2. At first I was kind of shock on seeing the anomaly end result of Perodua Viva, due to all parts were broken are spreading into pieces, unattached engine and sheared roof. No way a head-on collision could cause damage like that even I have prepared my mind for the worst. But still, the severity is beyond my imagination.
3. As I went along with the investigation, interviewing the police officer; actually after the head on collision, the Perodua Viva had been dragged for almost 70 meters and went together with the bus into a ravine at the side road. Now that is making sense to me. Even the safest car in the world can't withstand such impact and terminologies of crash.
4. 5 star cars without 5 star drivers and not on the 5 star roads will be useless. You got what I mean?

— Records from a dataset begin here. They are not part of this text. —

use std::collections::BTreeMap;
use std::time::Duration;

use crate::url::DEFAULT_BASE_URL;

/// Default `OpenAI-Beta` header value selecting the assistants protocol revision.
pub const DEFAULT_ASSISTANTS_BETA: &str = "assistants=v2";

/// Transport configuration for assistants API requests.
#[derive(Debug, Clone)]
pub struct AssistantsApiConfig {
    /// Bearer token passed to `Authorization`.
    pub api_key: String,
    /// Base URL for the versioned API root, e.g. `https://api.openai.com/v1`.
    pub base_url: String,
    /// Value of the `OpenAI-Beta` header.
    pub beta: String,
    /// Optional `User-Agent` override.
    pub user_agent: Option<String>,
    /// Additional headers merged into request headers.
    pub extra_headers: BTreeMap<String, String>,
    /// Optional request timeout.
    pub timeout: Option<Duration>,
    /// Echo every request URL plus request/response bodies to stderr.
    pub trace: bool,
}

impl Default for AssistantsApiConfig {
    fn default() -> Self {
        Self {
            api_key: String::new(),
            base_url: DEFAULT_BASE_URL.to_string(),
            beta: DEFAULT_ASSISTANTS_BETA.to_string(),
            user_agent: None,
            extra_headers: BTreeMap::new(),
            timeout: None,
            trace: false,
        }
    }
}

impl AssistantsApiConfig {
    pub fn new(api_key: impl Into<String>) -> Self {
        Self {
            api_key: api_key.into(),
            ..Self::default()
        }
    }

    pub fn with_base_url(mut self, base_url: impl Into<String>) -> Self {
        self.base_url = base_url.into();
        self
    }

    pub fn with_beta(mut self, beta: impl Into<String>) -> Self {
        self.beta = beta.into();
        self
    }

    pub fn with_user_agent(mut self, user_agent: impl Into<String>) -> Self {
        self.user_agent = Some(user_agent.into());
        self
    }

    pub fn with_timeout(mut self, timeout: Duration) -> Self {
        self.timeout = Some(timeout);
        self
    }

    pub fn with_trace(mut self, trace: bool) -> Self {
        self.trace = trace;
        self
    }

    pub fn insert_header(mut self, key: impl Into<String>, value: impl Into<String>) -> Self {
        self.extra_headers.insert(key.into(), value.into());
        self
    }
}
use std::collections::BTreeMap;

use crate::config::AssistantsApiConfig;
use crate::error::AssistantsApiError;

pub const HEADER_AUTHORIZATION: &str = "authorization";
pub const HEADER_CONTENT_TYPE: &str = "content-type";
pub const HEADER_ACCEPT: &str = "accept";
pub const HEADER_OPENAI_BETA: &str = "OpenAI-Beta";
pub const HEADER_USER_AGENT: &str = "User-Agent";

/// Build a deterministic header map for assistants API requests.
pub fn build_headers(
    config: &AssistantsApiConfig,
) -> Result<BTreeMap<String, String>, AssistantsApiError> {
    let mut headers = BTreeMap::new();

    if config.api_key.trim().is_empty() {
        return Err(AssistantsApiError::MissingApiKey);
    }

    headers.insert(
        HEADER_AUTHORIZATION.to_owned(),
        format!("Bearer {}", config.api_key.trim()),
    );
    headers.insert(
        HEADER_CONTENT_TYPE.to_owned(),
        "application/json".to_owned(),
    );
    headers.insert(HEADER_ACCEPT.to_owned(), "application/json".to_owned());
    if !config.beta.trim().is_empty() {
        headers.insert(HEADER_OPENAI_BETA.to_owned(), config.beta.trim().to_owned());
    }

    let ua = config
        .user_agent
        .as_deref()
        .map(str::trim)
        .filter(|value| !value.is_empty())
        .map(str::to_owned)
        .unwrap_or_else(default_user_agent);
    headers.insert(HEADER_USER_AGENT.to_owned(), ua);

    for (key, value) in &config.extra_headers {
        headers.insert(key.trim().to_ascii_lowercase(), value.trim().to_owned());
    }

    Ok(headers)
}

fn default_user_agent() -> String {
    format!(
        "assistant-chat/{} ({}; {})",
        env!("CARGO_PKG_VERSION"),
        std::env::consts::OS,
        std::env::consts::ARCH
    )
}
use std::io;
use std::time::Duration;

use assistant_service::ServiceError;
use session_store::SessionStoreError;
use thiserror::Error;

use crate::config::ConfigError;
use crate::tools::ToolError;

/// Fatal failures that end the chat session.
#[derive(Debug, Error)]
pub enum ChatError {
    #[error(transparent)]
    Config(#[from] ConfigError),

    #[error("assistant service: {0}")]
    Service(#[from] ServiceError),

    #[error(transparent)]
    Store(#[from] SessionStoreError),

    #[error(transparent)]
    Tool(#[from] ToolError),

    #[error("run {run_id} still busy after {:.1}s", waited.as_secs_f64())]
    PollTimeout { run_id: String, waited: Duration },

    #[error("interrupted again while run {run_id} was being cancelled")]
    Interrupted { run_id: String },

    #[error("terminal I/O failed: {0}")]
    Io(#[from] io::Error),
}

#[cfg(test)]
mod tests {
    use std::time::Duration;

    use assistant_service::ServiceError;

    use super::ChatError;

    #[test]
    fn display_names_the_failing_layer() {
        let error = ChatError::from(ServiceError::Status {
            status: 401,
            message: "Incorrect API key provided".to_string(),
        });
        assert_eq!(
            error.to_string(),
            "assistant service: HTTP 401: Incorrect API key provided"
        );

        let error = ChatError::PollTimeout {
            run_id: "run_1".to_string(),
            waited: Duration::from_secs(600),
        };
        assert_eq!(error.to_string(), "run run_1 still busy after 600.0s");

        let error = ChatError::PollTimeout {
            run_id: "run_1".to_string(),
            waited: Duration::from_millis(1500),
        };
        assert_eq!(error.to_string(), "run run_1 still busy after 1.5s");
    }
}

5. At the police station, I saw a gloomy little face of sad woman, and without even talking to her, I could sense that she was the spouse of the deceased. I had a little chit chat with the brother of the deceased, who accompanied the poor woman to make a police report. I know the feeling very well but for some reason, I just couldn’t react. I just do the regular job I did and for me, I’m the worst man in the world because not comforting her, or at least talking to her. Well, I am this kind of person, so shy talking to strangers :p.
6. That night, on the muhasabah moment (personal reflection of things we do during the day) before sleeping, I’m thinking that she just lost a husband and 2 children, and together with her at that time, her two other children. Lesson of the day, for me to be better person, I know talk will do nothing to her, plus I'm not that kind of cordial person and it might be will make her tears drop again and to be truth, I can’t stand any tears (which means my tears will drop too huhu), especially on this kind of event. But i think, a small contribution of donation will make her happier or at least her children.
7. I wonder how they will go on with life, with the main income getter for the family was gone, but I know Allah will help. Things happen with a reason. I will pray for the victims will be strong and can go on with the life.
8. This is the main reason I and you guys have to tackle the road safety issues with the hope nobody will be sad and things like this would be never happen in the future. You should play the role too, be careful on the road and please help in any way to improve the
road safety so that later our next generation will be benefits from our work today. But to my dismay, the other hand happens to our office....
9. "You making me work on weekend, sacrificing my happy moment bla bla bla". This is a saying from somebody (Mr X) to one of my colleague here. And what my colleague did actually? He just asked him a help during the weekend and of course my colleague is working too at that time, sacrificing his weekend but the difference is he do not mind with the extra work. Be grateful that you are not in our CRU team, who work even in our precious Raya celebration holidays and we never lamenting about it. Working on weekend is just a normal for us. So please, cut the crap and do the work. How we can improve our road safety if you can't even sacrifice this small thing??
Editted: I dunno who is this Mr X coz my colleague didnt tell me. And I dont want to know.